Shadrach, Meshach and Abednego replied to him, “King Nebuchadnezzar, we do not need to defend ourselves before you in this matter.  If we are thrown into the blazing furnace, the God we serve is able to deliver us from it, and he will deliver us from Your Majesty’s hand.  But even if he does not, we want you to know, Your Majesty, that we will not serve your gods or worship the image of gold you have set up.”

In the Christian Bible, Daniel is included among the major prophets with Isaiah, Jeremiah, and Ezekiel. However, in the Hebrew Bible, Daniel is sorted into the Writings along with Proverbs, Ecclesiastes, and other wisdom literature. It seems to be a composite book, with chapters 1-6 relating stories of Daniel’s legendary faithfulness, and chapters 7-12 containing a series of apocalyptic visions of the future. Parts are written in Aramaic, and parts in Hebrew.  And although its stories are set during the Exile in the sixth century, many scholars believe the book was written or finalized during the second century. If the late dating is correct, Daniel would then be chronologically the last book added to the Hebrew canon.

The book of Daniel contains such familiar stories as Daniel in the lion’s den; Shadrach, Meshach and Abednego in the fiery furnace; and the moving finger which writes Babylon’s doom on the wall.
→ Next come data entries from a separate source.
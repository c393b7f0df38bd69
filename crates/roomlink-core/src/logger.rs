use std::error::Error;
use std::fmt::{self, Debug, Display};
use std::str::FromStr;
use std::sync::Once;
use std::sync::atomic::{AtomicU8, Ordering};

use serde::{Deserialize, Serialize};

/// Prefix put in front of every message written through [`Logger`].
const PREFIX: &str = "[SDK] ";

static LEVEL: AtomicU8 = AtomicU8::new(LogLevel::Info as u8);

/// Severity levels, in ascending order.
#[derive(Debug, Clone, Copy, PartialEq, Eq, PartialOrd, Ord, Hash, Serialize, Deserialize)]
#[serde(rename_all = "lowercase")]
pub enum LogLevel {
    Debug = 0,
    Info = 1,
    Warn = 2,
    Error = 3,
}

impl LogLevel {
    fn from_u8(value: u8) -> Self {
        match value {
            0 => Self::Debug,
            1 => Self::Info,
            2 => Self::Warn,
            _ => Self::Error,
        }
    }

    pub fn as_str(&self) -> &'static str {
        match self {
            Self::Debug => "debug",
            Self::Info => "info",
            Self::Warn => "warn",
            Self::Error => "error",
        }
    }
}

impl Display for LogLevel {
    fn fmt(&self, f: &mut fmt::Formatter<'_>) -> fmt::Result {
        f.write_str(self.as_str())
    }
}

impl FromStr for LogLevel {
    type Err = String;

    fn from_str(s: &str) -> Result<Self, Self::Err> {
        match s.trim().to_ascii_lowercase().as_str() {
            "debug" => Ok(Self::Debug),
            "info" => Ok(Self::Info),
            "warn" => Ok(Self::Warn),
            "error" => Ok(Self::Error),
            other => Err(format!("unknown log level '{other}'")),
        }
    }
}

/// A structured field attached to a log line.
pub type Field<'a> = (&'a str, &'a dyn Debug);

struct Fields<'a>(&'a [Field<'a>]);

impl Display for Fields<'_> {
    fn fmt(&self, f: &mut fmt::Formatter<'_>) -> fmt::Result {
        for (key, value) in self.0 {
            write!(f, " {key}={value:?}")?;
        }
        Ok(())
    }
}

/// Process-wide leveled logger.
///
/// The level gate is global and shared by every client in the process.
/// Enabled lines are handed to `tracing`, so they end up wherever the
/// host's subscriber sends them (see [`init_logging`]).
pub struct Logger;

impl Logger {
    pub fn set_level(level: LogLevel) {
        LEVEL.store(level as u8, Ordering::Relaxed);
    }

    pub fn level() -> LogLevel {
        LogLevel::from_u8(LEVEL.load(Ordering::Relaxed))
    }

    pub fn enabled(level: LogLevel) -> bool {
        level >= Self::level()
    }

    pub fn debug(message: &str, fields: &[Field<'_>]) {
        if Self::enabled(LogLevel::Debug) {
            tracing::debug!("{PREFIX}{message}{}", Fields(fields));
        }
    }

    pub fn info(message: &str, fields: &[Field<'_>]) {
        if Self::enabled(LogLevel::Info) {
            tracing::info!("{PREFIX}{message}{}", Fields(fields));
        }
    }

    pub fn warn(message: &str, fields: &[Field<'_>]) {
        if Self::enabled(LogLevel::Warn) {
            tracing::warn!("{PREFIX}{message}{}", Fields(fields));
        }
    }

    /// Log an error line. The error slot is always recorded, `None` included.
    pub fn error(message: &str, error: Option<&dyn Error>, fields: &[Field<'_>]) {
        if Self::enabled(LogLevel::Error) {
            let error = error.map(|e| e.to_string());
            tracing::error!(error = ?error, "{PREFIX}{message}{}", Fields(fields));
        }
    }
}

/// Install a stderr `tracing` subscriber. Safe to call more than once.
///
/// Honours `RUST_LOG`, falling back to debug output for this crate so
/// that [`Logger`]'s own level is the effective gate.
pub fn init_logging() {
    static INIT: Once = Once::new();
    INIT.call_once(|| {
        let filter = tracing_subscriber::EnvFilter::try_from_default_env()
            .unwrap_or_else(|_| tracing_subscriber::EnvFilter::new("roomlink_core=debug"));
        let _ = tracing_subscriber::fmt()
            .with_env_filter(filter)
            .with_ansi(false)
            .try_init();
    });
}

/// Serializes tests that touch the global level.
#[cfg(test)]
pub(crate) static LEVEL_LOCK: std::sync::Mutex<()> = std::sync::Mutex::new(());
Daniel’s apocalyptic visions are probably less familiar than the stories, but are often interpreted (usually wrongly) by people who would like to pin down the exact date of the end of the world. For example, I can remember that during the sixties, there were those who thought that the ten toes of the giant statue of Nebuchadnezzar’s dream predicted the creation of the European Common Market. When it reached ten members, all hell would literally break loose. That theory went away after the Common Market grew to involve considerably more than ten nations, but after Brexit, it has popped up again in certain circles.

Those of you who regularly read my posts know that I am not an inerrantist. I don’t think the Bible exists to communicate facts, but to illuminate truths. Its purpose is not to provide scientific information, historical records, or future predictions, but to bring people into a transformative relationship with God. I’m in agreement with the scholars who ascribe a date of circa 165 BC for Daniel and categorize it as wisdom literature written in the apocalyptic genre

I’m a fan of science fiction, and of Star Trek in particular. (Yes, I’m old enough to have watched the original series when it first aired.) What I like most about it was the way it used stories to offer social commentary on current events. By telling stories instead of reporting or editorializing on the news, it was effective in getting people to see those events in a different light. The Vietnam war was ratcheting up; cities and college campuses were aflame with race riots and student protests;  JFK, RFK, and MLK were assassinated;  big cities were blanketed with smog and several rivers caught fire due to extreme pollution; and women were generally treated as second-class citizens. In the midst of this, Star Trek envisioned a generally optimistic future where all kinds of people worked together to explore the galaxy, one in which “infinite diversity in infinite combinations” was celebrated. .I see apocalyptic literature as being akin to science fiction in that it utilizes fantastic imagery in futuristic settings to talk about problems that are going on in the present. It just makes sense to me to think of Daniel as written to encourage the second century Jewish people, who were living in particularly perilous times, to “live strong” under Antiochus Epiphanes. It makes much less sense to me to think that God would decide that what the newly exiled, bereft  Israelites of the sixth century really needed was a detailed description of events that would happen hundreds of years in their future, telescoped with events that would happen thousands of years in the future.

You may or may not agree with me about the origin and purpose of Daniel, but here’s the spiritual truth I think lies behind Daniel’s stories and visions: Stay strong. Stand up for what you believe, and do what is right, even if you pay a price for doing so. Evil may reign for a time, but it will never have the final answer. Go with God, and you will find yourself empowered to boldly go into that undiscovered country where the future lies. And that’s good news to me!